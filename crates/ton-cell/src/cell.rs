//! Ordinary TON cells: a builder, an immutable cell with its representation
//! hash, and a read cursor.
//!
//! A cell holds up to 1023 data bits and up to 4 references to other cells.
//! Its representation hash is
//!
//! ```text
//! SHA-256( d1 | d2 | padded_data | depth(ref_0..ref_n) | hash(ref_0..ref_n) )
//! ```
//!
//! where `d1 = refs_count` (ordinary cell, level 0), `d2 = ceil(bits/8) +
//! floor(bits/8)`, the padded data has a single `1` bit appended when the
//! bit length is not byte aligned, and depths are 2-byte big-endian.

use std::fmt;

use sha2::{Digest, Sha256};

use crate::address::Address;
use crate::error::CellError;

pub const MAX_BITS: usize = 1023;
pub const MAX_REFS: usize = 4;

/// Largest value representable as `Coins` (VarUInteger 16 → at most 15 bytes).
pub const MAX_COINS: u128 = (1u128 << 120) - 1;

// ---------------------------------------------------------------------------
// Cell
// ---------------------------------------------------------------------------

/// An immutable ordinary cell.
#[derive(Clone, PartialEq, Eq)]
pub struct Cell {
    data: Vec<u8>,
    bit_len: usize,
    refs: Vec<Cell>,
    hash: [u8; 32],
    depth: u16,
}

impl Cell {
    /// Build a cell from raw parts. Bits past `bit_len` in the last byte are
    /// cleared.
    pub fn new(mut data: Vec<u8>, bit_len: usize, refs: Vec<Cell>) -> Result<Self, CellError> {
        if bit_len > MAX_BITS {
            return Err(CellError::Overflow(format!(
                "{bit_len} bits exceeds the {MAX_BITS}-bit limit"
            )));
        }
        if refs.len() > MAX_REFS {
            return Err(CellError::Overflow(format!(
                "{} refs exceeds the {MAX_REFS}-ref limit",
                refs.len()
            )));
        }
        let byte_len = bit_len.div_ceil(8);
        if data.len() < byte_len {
            return Err(CellError::Underflow(format!(
                "{bit_len} bits need {byte_len} bytes, got {}",
                data.len()
            )));
        }
        data.truncate(byte_len);
        if bit_len % 8 != 0 {
            let keep = 0xFFu8 << (8 - bit_len % 8);
            if let Some(last) = data.last_mut() {
                *last &= keep;
            }
        }

        let depth = refs
            .iter()
            .map(|r| r.depth + 1)
            .max()
            .unwrap_or(0);

        let mut cell = Cell {
            data,
            bit_len,
            refs,
            hash: [0u8; 32],
            depth,
        };
        cell.hash = cell.compute_hash();
        Ok(cell)
    }

    /// The cell with no bits and no refs.
    pub fn empty() -> Self {
        CellBuilder::new().build()
    }

    pub fn bit_len(&self) -> usize {
        self.bit_len
    }

    /// Data bytes; trailing bits of the last byte past `bit_len` are zero.
    pub fn data(&self) -> &[u8] {
        &self.data
    }

    pub fn refs(&self) -> &[Cell] {
        &self.refs
    }

    pub fn hash(&self) -> [u8; 32] {
        self.hash
    }

    pub fn depth(&self) -> u16 {
        self.depth
    }

    /// Start reading this cell from the beginning.
    pub fn parse(&self) -> CellSlice<'_> {
        CellSlice {
            cell: self,
            bit_pos: 0,
            ref_pos: 0,
        }
    }

    /// The two descriptor bytes `d1`, `d2`.
    pub(crate) fn descriptors(&self) -> [u8; 2] {
        let d1 = self.refs.len() as u8;
        let d2 = (self.bit_len / 8 + self.bit_len.div_ceil(8)) as u8;
        [d1, d2]
    }

    /// Data with the completion tag appended for non-aligned lengths.
    pub(crate) fn padded_data(&self) -> Vec<u8> {
        let mut out = self.data.clone();
        let rem = self.bit_len % 8;
        if rem != 0 {
            if let Some(last) = out.last_mut() {
                *last |= 0x80 >> rem;
            }
        }
        out
    }

    fn compute_hash(&self) -> [u8; 32] {
        let mut hasher = Sha256::new();
        hasher.update(self.descriptors());
        hasher.update(self.padded_data());
        for r in &self.refs {
            hasher.update(r.depth.to_be_bytes());
        }
        for r in &self.refs {
            hasher.update(r.hash);
        }
        hasher.finalize().into()
    }
}

impl Default for Cell {
    fn default() -> Self {
        Cell::empty()
    }
}

impl fmt::Debug for Cell {
    fn fmt(&self, f: &mut fmt::Formatter<'_>) -> fmt::Result {
        f.debug_struct("Cell")
            .field("bits", &self.bit_len)
            .field("data", &hex::encode(&self.data))
            .field("refs", &self.refs)
            .finish()
    }
}

// ---------------------------------------------------------------------------
// Builder
// ---------------------------------------------------------------------------

/// Append-only bit writer producing a [`Cell`].
///
/// Every `store_*` method checks capacity and returns `&mut Self`, so calls
/// chain with `?`:
///
/// ```
/// # use ton_cell::CellBuilder;
/// # fn main() -> Result<(), ton_cell::CellError> {
/// let mut b = CellBuilder::new();
/// b.store_uint(0x0f8a7ea5, 32)?.store_uint(0, 64)?.store_coins(1_000)?;
/// let cell = b.build();
/// assert_eq!(cell.bit_len(), 32 + 64 + 4 + 16);
/// # Ok(())
/// # }
/// ```
#[derive(Debug, Clone, Default)]
pub struct CellBuilder {
    data: Vec<u8>,
    bit_len: usize,
    refs: Vec<Cell>,
}

impl CellBuilder {
    pub fn new() -> Self {
        Self::default()
    }

    pub fn bit_len(&self) -> usize {
        self.bit_len
    }

    pub fn remaining_bits(&self) -> usize {
        MAX_BITS - self.bit_len
    }

    pub fn remaining_refs(&self) -> usize {
        MAX_REFS - self.refs.len()
    }

    fn ensure_bits(&self, bits: usize) -> Result<(), CellError> {
        if bits > self.remaining_bits() {
            return Err(CellError::Overflow(format!(
                "need {bits} bits, {} left",
                self.remaining_bits()
            )));
        }
        Ok(())
    }

    fn push_bit(&mut self, bit: bool) {
        if self.bit_len % 8 == 0 {
            self.data.push(0);
        }
        if bit {
            let idx = self.bit_len / 8;
            self.data[idx] |= 0x80 >> (self.bit_len % 8);
        }
        self.bit_len += 1;
    }

    pub fn store_bit(&mut self, bit: bool) -> Result<&mut Self, CellError> {
        self.ensure_bits(1)?;
        self.push_bit(bit);
        Ok(self)
    }

    /// Store the low `bits` bits of `value`, most significant first.
    pub fn store_u128(&mut self, value: u128, bits: usize) -> Result<&mut Self, CellError> {
        if bits > 128 {
            return Err(CellError::Overflow(format!(
                "cannot store {bits}-bit integer"
            )));
        }
        if bits < 128 && value >> bits != 0 {
            return Err(CellError::Overflow(format!(
                "value {value} does not fit in {bits} bits"
            )));
        }
        self.ensure_bits(bits)?;
        for i in (0..bits).rev() {
            self.push_bit((value >> i) & 1 == 1);
        }
        Ok(self)
    }

    pub fn store_uint(&mut self, value: u64, bits: usize) -> Result<&mut Self, CellError> {
        if bits > 64 {
            return Err(CellError::Overflow(format!(
                "store_uint supports at most 64 bits, got {bits}"
            )));
        }
        self.store_u128(value as u128, bits)
    }

    pub fn store_bytes(&mut self, bytes: &[u8]) -> Result<&mut Self, CellError> {
        self.ensure_bits(bytes.len() * 8)?;
        for &b in bytes {
            for i in (0..8).rev() {
                self.push_bit((b >> i) & 1 == 1);
            }
        }
        Ok(self)
    }

    /// `Coins` (VarUInteger 16): 4-bit byte length, then big-endian bytes.
    pub fn store_coins(&mut self, amount: u128) -> Result<&mut Self, CellError> {
        if amount > MAX_COINS {
            return Err(CellError::Overflow(format!(
                "coins amount {amount} exceeds 2^120 - 1"
            )));
        }
        let byte_len = (128 - amount.leading_zeros() as usize).div_ceil(8);
        self.ensure_bits(4 + byte_len * 8)?;
        self.store_u128(byte_len as u128, 4)?;
        self.store_u128(amount, byte_len * 8)
    }

    /// `addr_std$10 anycast:nothing workchain:int8 hash:bits256`.
    pub fn store_address(&mut self, address: &Address) -> Result<&mut Self, CellError> {
        self.ensure_bits(267)?;
        self.store_u128(0b10, 2)?;
        self.store_bit(false)?;
        self.store_u128(address.workchain as u8 as u128, 8)?;
        self.store_bytes(&address.hash)
    }

    /// `addr_none$00`.
    pub fn store_address_none(&mut self) -> Result<&mut Self, CellError> {
        self.store_u128(0, 2)
    }

    pub fn store_maybe_address(&mut self, address: Option<&Address>) -> Result<&mut Self, CellError> {
        match address {
            Some(a) => self.store_address(a),
            None => self.store_address_none(),
        }
    }

    pub fn store_ref(&mut self, cell: Cell) -> Result<&mut Self, CellError> {
        if self.refs.len() >= MAX_REFS {
            return Err(CellError::Overflow(format!(
                "cell already holds {MAX_REFS} refs"
            )));
        }
        self.refs.push(cell);
        Ok(self)
    }

    /// `Maybe ^Cell`: a presence bit, then the ref if present.
    pub fn store_maybe_ref(&mut self, cell: Option<Cell>) -> Result<&mut Self, CellError> {
        match cell {
            Some(c) => {
                if self.refs.len() >= MAX_REFS {
                    return Err(CellError::Overflow(format!(
                        "cell already holds {MAX_REFS} refs"
                    )));
                }
                self.store_bit(true)?;
                self.store_ref(c)
            }
            None => self.store_bit(false),
        }
    }

    pub fn build(self) -> Cell {
        let depth = self.refs.iter().map(|r| r.depth + 1).max().unwrap_or(0);
        let mut cell = Cell {
            data: self.data,
            bit_len: self.bit_len,
            refs: self.refs,
            hash: [0u8; 32],
            depth,
        };
        cell.hash = cell.compute_hash();
        cell
    }
}

// ---------------------------------------------------------------------------
// Slice
// ---------------------------------------------------------------------------

/// Read cursor over a [`Cell`].
#[derive(Debug, Clone)]
pub struct CellSlice<'a> {
    cell: &'a Cell,
    bit_pos: usize,
    ref_pos: usize,
}

impl<'a> CellSlice<'a> {
    pub fn remaining_bits(&self) -> usize {
        self.cell.bit_len - self.bit_pos
    }

    pub fn remaining_refs(&self) -> usize {
        self.cell.refs.len() - self.ref_pos
    }

    fn ensure_bits(&self, bits: usize) -> Result<(), CellError> {
        if bits > self.remaining_bits() {
            return Err(CellError::Underflow(format!(
                "need {bits} bits, {} left",
                self.remaining_bits()
            )));
        }
        Ok(())
    }

    fn read_bit(&mut self) -> bool {
        let byte = self.cell.data[self.bit_pos / 8];
        let bit = (byte >> (7 - self.bit_pos % 8)) & 1 == 1;
        self.bit_pos += 1;
        bit
    }

    pub fn load_bit(&mut self) -> Result<bool, CellError> {
        self.ensure_bits(1)?;
        Ok(self.read_bit())
    }

    pub fn load_u128(&mut self, bits: usize) -> Result<u128, CellError> {
        if bits > 128 {
            return Err(CellError::Underflow(format!(
                "cannot load {bits}-bit integer"
            )));
        }
        self.ensure_bits(bits)?;
        let mut value = 0u128;
        for _ in 0..bits {
            value = (value << 1) | self.read_bit() as u128;
        }
        Ok(value)
    }

    pub fn load_uint(&mut self, bits: usize) -> Result<u64, CellError> {
        if bits > 64 {
            return Err(CellError::Underflow(format!(
                "load_uint supports at most 64 bits, got {bits}"
            )));
        }
        Ok(self.load_u128(bits)? as u64)
    }

    pub fn load_bytes(&mut self, len: usize) -> Result<Vec<u8>, CellError> {
        self.ensure_bits(len * 8)?;
        let mut out = Vec::with_capacity(len);
        for _ in 0..len {
            out.push(self.load_u128(8)? as u8);
        }
        Ok(out)
    }

    pub fn skip_bits(&mut self, bits: usize) -> Result<(), CellError> {
        self.ensure_bits(bits)?;
        self.bit_pos += bits;
        Ok(())
    }

    pub fn load_coins(&mut self) -> Result<u128, CellError> {
        let byte_len = self.load_u128(4)? as usize;
        self.load_u128(byte_len * 8)
    }

    /// Load `MsgAddressInt`; `addr_none` yields `None`.
    pub fn load_address(&mut self) -> Result<Option<Address>, CellError> {
        match self.load_u128(2)? {
            0b00 => Ok(None),
            0b10 => {
                if self.load_bit()? {
                    return Err(CellError::Unsupported("anycast addresses".into()));
                }
                let workchain = self.load_u128(8)? as u8 as i8;
                let bytes = self.load_bytes(32)?;
                let mut hash = [0u8; 32];
                hash.copy_from_slice(&bytes);
                Ok(Some(Address { workchain, hash }))
            }
            0b01 => Err(CellError::Unsupported("external addresses".into())),
            _ => Err(CellError::Unsupported("addr_var addresses".into())),
        }
    }

    pub fn load_ref(&mut self) -> Result<&'a Cell, CellError> {
        if self.remaining_refs() == 0 {
            return Err(CellError::Underflow("no refs left".into()));
        }
        let cell = &self.cell.refs[self.ref_pos];
        self.ref_pos += 1;
        Ok(cell)
    }

    pub fn load_maybe_ref(&mut self) -> Result<Option<&'a Cell>, CellError> {
        if self.load_bit()? {
            self.load_ref().map(Some)
        } else {
            Ok(None)
        }
    }

    /// Fails unless every bit and ref has been consumed.
    pub fn end_parse(&self) -> Result<(), CellError> {
        if self.remaining_bits() != 0 || self.remaining_refs() != 0 {
            return Err(CellError::Overflow(format!(
                "{} bits and {} refs left unread",
                self.remaining_bits(),
                self.remaining_refs()
            )));
        }
        Ok(())
    }
}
* * * * *
Try it: Reproduce only the lines above, starting at the line with "pub fn store_bytes(&mut" and ending at the line with "ref if present.", exactly as written.

Problem solution:
    pub fn store_bytes(&mut self, bytes: &[u8]) -> Result<&mut Self, CellError> {
        self.ensure_bits(bytes.len() * 8)?;
        for &b in bytes {
            for i in (0..8).rev() {
                self.push_bit((b >> i) & 1 == 1);
            }
        }
        Ok(self)
    }

    /// `Coins` (VarUInteger 16): 4-bit byte length, then big-endian bytes.
    pub fn store_coins(&mut self, amount: u128) -> Result<&mut Self, CellError> {
        if amount > MAX_COINS {
            return Err(CellError::Overflow(format!(
                "coins amount {amount} exceeds 2^120 - 1"
            )));
        }
        let byte_len = (128 - amount.leading_zeros() as usize).div_ceil(8);
        self.ensure_bits(4 + byte_len * 8)?;
        self.store_u128(byte_len as u128, 4)?;
        self.store_u128(amount, byte_len * 8)
    }

    /// `addr_std$10 anycast:nothing workchain:int8 hash:bits256`.
    pub fn store_address(&mut self, address: &Address) -> Result<&mut Self, CellError> {
        self.ensure_bits(267)?;
        self.store_u128(0b10, 2)?;
        self.store_bit(false)?;
        self.store_u128(address.workchain as u8 as u128, 8)?;
        self.store_bytes(&address.hash)
    }

    /// `addr_none$00`.
    pub fn store_address_none(&mut self) -> Result<&mut Self, CellError> {
        self.store_u128(0, 2)
    }

    pub fn store_maybe_address(&mut self, address: Option<&Address>) -> Result<&mut Self, CellError> {
        match address {
            Some(a) => self.store_address(a),
            None => self.store_address_none(),
        }
    }

    pub fn store_ref(&mut self, cell: Cell) -> Result<&mut Self, CellError> {
        if self.refs.len() >= MAX_REFS {
            return Err(CellError::Overflow(format!(
                "cell already holds {MAX_REFS} refs"
            )));
        }
        self.refs.push(cell);
        Ok(self)
    }

    /// `Maybe ^Cell`: a presence bit, then the ref if present.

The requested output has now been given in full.